Quelqu’un peut-il affirmer que
c’est ainsi qu’il aime et vit ? Le double principe et la double évaluation
que Jésus propose ne peuvent laisser personne indemne. Certains instants de
grâce peuvent être donnés, certes, mais les faire valoir serait déjà les ruiner.
Aimer et agir dans l’amour à l’échelle de toute une vie, qu’en est-il ?
C’est avec prudence, avec sagesse, et surtout avec lucidité que le scribe
répond. Il sait, nous savons – car nous sommes comme ce scribe des observateurs
avisés du fait religieux – ce que la pratique religieuse visible et ce que le
service apparent du prochain peuvent masquer de calcul, ou de méchanceté, voire
de sauvagerie.
Le scribe acquiesce donc à la
réponse de Jésus, réponse qu’il fait sienne.
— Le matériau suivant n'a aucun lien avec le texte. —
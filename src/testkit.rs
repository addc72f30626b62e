//! Test instruments: a recording subscriber and a request-counting probe.
//!
//! These are assertion helpers, so unlike the rest of the crate they panic
//! freely (on lock poisoning, await timeouts, use before subscribe).

use std::sync::{
    Arc, Mutex, PoisonError,
    atomic::{AtomicU64, AtomicUsize, Ordering},
};
use std::time::{Duration, Instant};

use crate::flow::{
    FlowError, FuseMode, FusedQueue, Handle, Publisher, Subscriber, Subscription,
};

const AWAIT_TIMEOUT: Duration = Duration::from_secs(5);

/// Subscriber that records everything it is signalled.
///
/// Demand is under test control: [`new`](Self::new) starts with none,
/// [`with_demand`](Self::with_demand) / [`unbounded`](Self::unbounded)
/// request at subscribe time, [`request`](Self::request) adds later.
pub struct TestSubscriber<T> {
    initial_demand: u64,
    fusion: Option<FuseMode>,
    handle: Mutex<Option<Handle<T>>>,
    granted: Mutex<Option<FuseMode>>,
    values: Mutex<Vec<T>>,
    error: Mutex<Option<FlowError>>,
    completions: AtomicUsize,
    errors: AtomicUsize,
    ready: AtomicUsize,
    subscriptions: AtomicUsize,
}

impl<T: Send + 'static> TestSubscriber<T> {
    fn build(initial_demand: u64, fusion: Option<FuseMode>) -> Arc<Self> {
        Arc::new(Self {
            initial_demand,
            fusion,
            handle: Mutex::new(None),
            granted: Mutex::new(None),
            values: Mutex::new(Vec::new()),
            error: Mutex::new(None),
            completions: AtomicUsize::new(0),
            errors: AtomicUsize::new(0),
            ready: AtomicUsize::new(0),
            subscriptions: AtomicUsize::new(0),
        })
    }

    /// No demand until [`request`](Self::request) is called.
    pub fn new() -> Arc<Self> {
        Self::build(0, None)
    }

    /// Requests `n` as soon as the subscription arrives.
    pub fn with_demand(n: u64) -> Arc<Self> {
        Self::build(n, None)
    }

    /// Requests infinite demand as soon as the subscription arrives.
    pub fn unbounded() -> Arc<Self> {
        Self::build(crate::flow::UNBOUNDED, None)
    }

    /// Negotiates fusion at subscribe time instead of requesting demand.
    pub fn fused(requested: FuseMode) -> Arc<Self> {
        Self::build(0, Some(requested))
    }

    fn with_handle<R>(&self, f: impl FnOnce(&Handle<T>) -> R) -> R {
        let guard = self.handle.lock().unwrap_or_else(PoisonError::into_inner);
        f(guard.as_ref().expect("not subscribed yet"))
    }

    pub fn request(&self, n: u64) {
        self.with_handle(|h| h.subscription().request(n));
    }

    pub fn cancel(&self) {
        self.with_handle(|h| h.cancel());
    }

    pub fn value_count(&self) -> usize {
        self.values.lock().unwrap_or_else(PoisonError::into_inner).len()
    }

    /// Drains the recorded values out of the subscriber.
    pub fn take_values(&self) -> Vec<T> {
        std::mem::take(&mut *self.values.lock().unwrap_or_else(PoisonError::into_inner))
    }

    pub fn is_complete(&self) -> bool {
        self.completions.load(Ordering::Acquire) > 0
    }

    pub fn is_terminated(&self) -> bool {
        self.is_complete() || self.errors.load(Ordering::Acquire) > 0
    }

    /// The recorded error, rendered. `None` when no error arrived.
    pub fn error(&self) -> Option<String> {
        self.error
            .lock()
            .unwrap_or_else(PoisonError::into_inner)
            .as_ref()
            .map(FlowError::to_string)
    }

    pub fn take_error(&self) -> Option<FlowError> {
        self.error.lock().unwrap_or_else(PoisonError::into_inner).take()
    }

    /// How many terminal completions arrived (must stay ≤ 1).
    pub fn completion_count(&self) -> usize {
        self.completions.load(Ordering::Acquire)
    }

    /// How many terminal errors arrived (must stay ≤ 1).
    pub fn error_count(&self) -> usize {
        self.errors.load(Ordering::Acquire)
    }

    pub fn ready_count(&self) -> usize {
        self.ready.load(Ordering::Acquire)
    }

    /// The fusion mode granted at subscribe, if fusion was requested.
    pub fn granted_mode(&self) -> Option<FuseMode> {
        *self.granted.lock().unwrap_or_else(PoisonError::into_inner)
    }

    /// The fused queue handle, when the producer offered one.
    pub fn fused_queue(&self) -> Option<Arc<dyn FusedQueue<T>>> {
        let guard = self.handle.lock().unwrap_or_else(PoisonError::into_inner);
        match guard.as_ref() {
            Some(Handle::Fused(q)) => Some(q.clone()),
            _ => None,
        }
    }

    /// Spins until at least `n` values arrived. Panics after 5s.
    pub fn await_count(&self, n: usize) {
        let deadline = Instant::now() + AWAIT_TIMEOUT;
        while self.value_count() < n {
            assert!(
                Instant::now() < deadline,
                "timed out waiting for {n} values, got {}",
                self.value_count()
            );
            std::thread::yield_now();
        }
    }

    /// Spins until a terminal signal arrived. Panics after 5s.
    pub fn await_terminal(&self) {
        let deadline = Instant::now() + AWAIT_TIMEOUT;
        while !self.is_terminated() {
            assert!(Instant::now() < deadline, "timed out waiting for terminal");
            std::thread::yield_now();
        }
    }
}

impl<T: Clone + Send + 'static> TestSubscriber<T> {
    /// Snapshot of the values received so far.
    pub fn values(&self) -> Vec<T> {
        self.values
            .lock()
            .unwrap_or_else(PoisonError::into_inner)
            .clone()
    }
}

impl<T: Send + 'static> Subscriber<T> for TestSubscriber<T> {
    fn on_subscribe(&self, handle: Handle<T>) {
        if self.subscriptions.fetch_add(1, Ordering::AcqRel) > 0 {
            // Contract: redundant subscriptions are cancelled and dropped.
            handle.cancel();
            return;
        }
        if let (Some(req), Handle::Fused(q)) = (self.fusion, &handle) {
            let granted = q.request_fusion(req);
            *self.granted.lock().unwrap_or_else(PoisonError::into_inner) = Some(granted);
        }
        let subscription = handle.subscription();
        *self.handle.lock().unwrap_or_else(PoisonError::into_inner) = Some(handle);
        if self.initial_demand > 0 {
            subscription.request(self.initial_demand);
        }
    }

    fn on_next(&self, item: T) {
        self.values
            .lock()
            .unwrap_or_else(PoisonError::into_inner)
            .push(item);
    }

    fn on_ready(&self) {
        self.ready.fetch_add(1, Ordering::AcqRel);
    }

    fn on_error(&self, err: FlowError) {
        let mut guard = self.error.lock().unwrap_or_else(PoisonError::into_inner);
        if guard.is_none() {
            *guard = Some(err);
        }
        self.errors.fetch_add(1, Ordering::AcqRel);
    }

    fn on_complete(&self) {
        self.completions.fetch_add(1, Ordering::AcqRel);
    }
}

/// Wraps a publisher and counts the demand signals its subscription
/// receives, fusion-transparently.
///
/// The key instrument for the fusion contract: a SYNC-fused producer must
/// never see a `request`.
pub struct RequestProbe<T> {
    inner: Box<dyn Publisher<T>>,
    counters: Arc<Counters>,
}

#[derive(Default)]
struct Counters {
    request_calls: AtomicU64,
    total_requested: AtomicU64,
    cancel_calls: AtomicU64,
}

impl<T: Send + 'static> RequestProbe<T> {
    pub fn new(inner: impl Publisher<T> + 'static) -> Self {
        Self {
            inner: Box::new(inner),
            counters: Arc::new(Counters::default()),
        }
    }

    /// A handle on the counters that outlives the probe, for when the probe
    /// itself is moved into an operator.
    pub fn counts(&self) -> ProbeCounts {
        ProbeCounts(self.counters.clone())
    }

    /// How many times `request` reached the producer.
    pub fn request_calls(&self) -> u64 {
        self.counters.request_calls.load(Ordering::Acquire)
    }

    /// Sum of all requested amounts.
    pub fn total_requested(&self) -> u64 {
        self.counters.total_requested.load(Ordering::Acquire)
    }

    pub fn cancel_calls(&self) -> u64 {
        self.counters.cancel_calls.load(Ordering::Acquire)
    }
}

/// Detached view of a [`RequestProbe`]'s counters.
#[derive(Clone)]
pub struct ProbeCounts(Arc<Counters>);

impl ProbeCounts {
    pub fn request_calls(&self) -> u64 {
        self.0.request_calls.load(Ordering::Acquire)
    }

    pub fn total_requested(&self) -> u64 {
        self.0.total_requested.load(Ordering::Acquire)
    }

    pub fn cancel_calls(&self) -> u64 {
        self.0.cancel_calls.load(Ordering::Acquire)
    }
}

impl<T: Send + 'static> Publisher<T> for RequestProbe<T> {
    fn subscribe(&self, subscriber: Arc<dyn Subscriber<T>>) {
        self.inner.subscribe(Arc::new(ProbeSubscriber {
            actual: subscriber,
            counters: self.counters.clone(),
        }));
    }
}

struct ProbeSubscriber<T> {
    actual: Arc<dyn Subscriber<T>>,
    counters: Arc<Counters>,
}

impl<T: Send + 'static> Subscriber<T> for ProbeSubscriber<T> {
    fn on_subscribe(&self, handle: Handle<T>) {
        let wrapped = match handle {
            Handle::Plain(s) => Handle::Plain(Arc::new(ProbeSubscription {
                inner: s,
                counters: self.counters.clone(),
            }) as Arc<dyn Subscription>),
            Handle::Fused(q) => Handle::Fused(Arc::new(ProbeFused {
                inner: q,
                counters: self.counters.clone(),
            }) as Arc<dyn FusedQueue<T>>),
        };
        self.actual.on_subscribe(wrapped);
    }

    fn on_next(&self, item: T) {
        self.actual.on_next(item);
    }

    fn on_ready(&self) {
        self.actual.on_ready();
    }

    fn on_error(&self, err: FlowError) {
        self.actual.on_error(err);
    }

    fn on_complete(&self) {
        self.actual.on_complete();
    }
}

struct ProbeSubscription {
    inner: Arc<dyn Subscription>,
    counters: Arc<Counters>,
}

impl Subscription for ProbeSubscription {
    fn request(&self, n: u64) {
        self.counters.request_calls.fetch_add(1, Ordering::AcqRel);
        self.counters.total_requested.fetch_add(n, Ordering::AcqRel);
        self.inner.request(n);
    }

    fn cancel(&self) {
        self.counters.cancel_calls.fetch_add(1, Ordering::AcqRel);
        self.inner.cancel();
    }
}

struct ProbeFused<T> {
    inner: Arc<dyn FusedQueue<T>>,
    counters: Arc<Counters>,
}

impl<T: Send + 'static> Subscription for ProbeFused<T> {
    fn request(&self, n: u64) {
        self.counters.request_calls.fetch_add(1, Ordering::AcqRel);
        self.counters.total_requested.fetch_add(n, Ordering::AcqRel);
        self.inner.request(n);
    }

    fn cancel(&self) {
        self.counters.cancel_calls.fetch_add(1, Ordering::AcqRel);
        self.inner.cancel();
    }
}

impl<T: Send + 'static> FusedQueue<T> for ProbeFused<T> {
    fn request_fusion(&self, requested: FuseMode) -> FuseMode {
        self.inner.request_fusion(requested)
    }

    fn poll(&self) -> Result<Option<T>, FlowError> {
        self.inner.poll()
    }

    fn is_empty(&self) -> bool {
        self.inner.is_empty()
    }

    fn len(&self) -> usize {
        self.inner.len()
    }

    fn clear(&self) {
        self.inner.clear()
    }
}

/// Wraps a publisher and hides its fusion capability, forcing consumers
/// down the plain `request`/`on_next` path.
pub struct Defuse<T> {
    inner: Box<dyn Publisher<T>>,
}

impl<T: Send + 'static> Defuse<T> {
    pub fn new(inner: impl Publisher<T> + 'static) -> Self {
        Self {
            inner: Box::new(inner),
        }
    }
}

impl<T: Send + 'static> Publisher<T> for Defuse<T> {
    fn subscribe(&self, subscriber: Arc<dyn Subscriber<T>>) {
        self.inner.subscribe(Arc::new(DefusedSubscriber { actual: subscriber }));
    }
}

struct DefusedSubscriber<T> {
    actual: Arc<dyn Subscriber<T>>,
}

impl<T: Send + 'static> Subscriber<T> for DefusedSubscriber<T> {
    fn on_subscribe(&self, handle: Handle<T>) {
        self.actual.on_subscribe(Handle::Plain(handle.subscription()));
    }

    fn on_next(&self, item: T) {
        self.actual.on_next(item);
    }

    fn on_ready(&self) {
        self.actual.on_ready();
    }

    fn on_error(&self, err: FlowError) {
        self.actual.on_error(err);
    }

    fn on_complete(&self) {
        self.actual.on_complete();
    }
}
Je ne puis moi-même prétendre que
j’agis toujours et en toutes choses selon l’amour de Dieu et selon l’amour du
prochain, reconnaît-il. Je ne le peux pas. Ni moi, ni personne d’autre. Personne !
Mais cela, qui pourrait être le
premier pas vers une forme de désespoir, Jésus ne le déclare pas sans valeur. Etre
lucide sur soi-même, c’est s’approcher très près de la foi. C’est de cette
lucidité que jaillit un certain cri du cœur : « Je crois, viens au
secours de mon manque de foi ! » (Marc 9,24) C’est cette lucidité sur
soi-même qui fait constater, sans désespérer, qu’il y a en nous un écart entre
la parole et l’acte, entre la prière et l’exaucement. C’est cette lucidité qui
signale qu’on a bien compris que Dieu seul est UN en lui-même et avec lui-même,
qu’à ce Dieu on peut s’adresser et que son Unité peut-être l’horizon de nos vies.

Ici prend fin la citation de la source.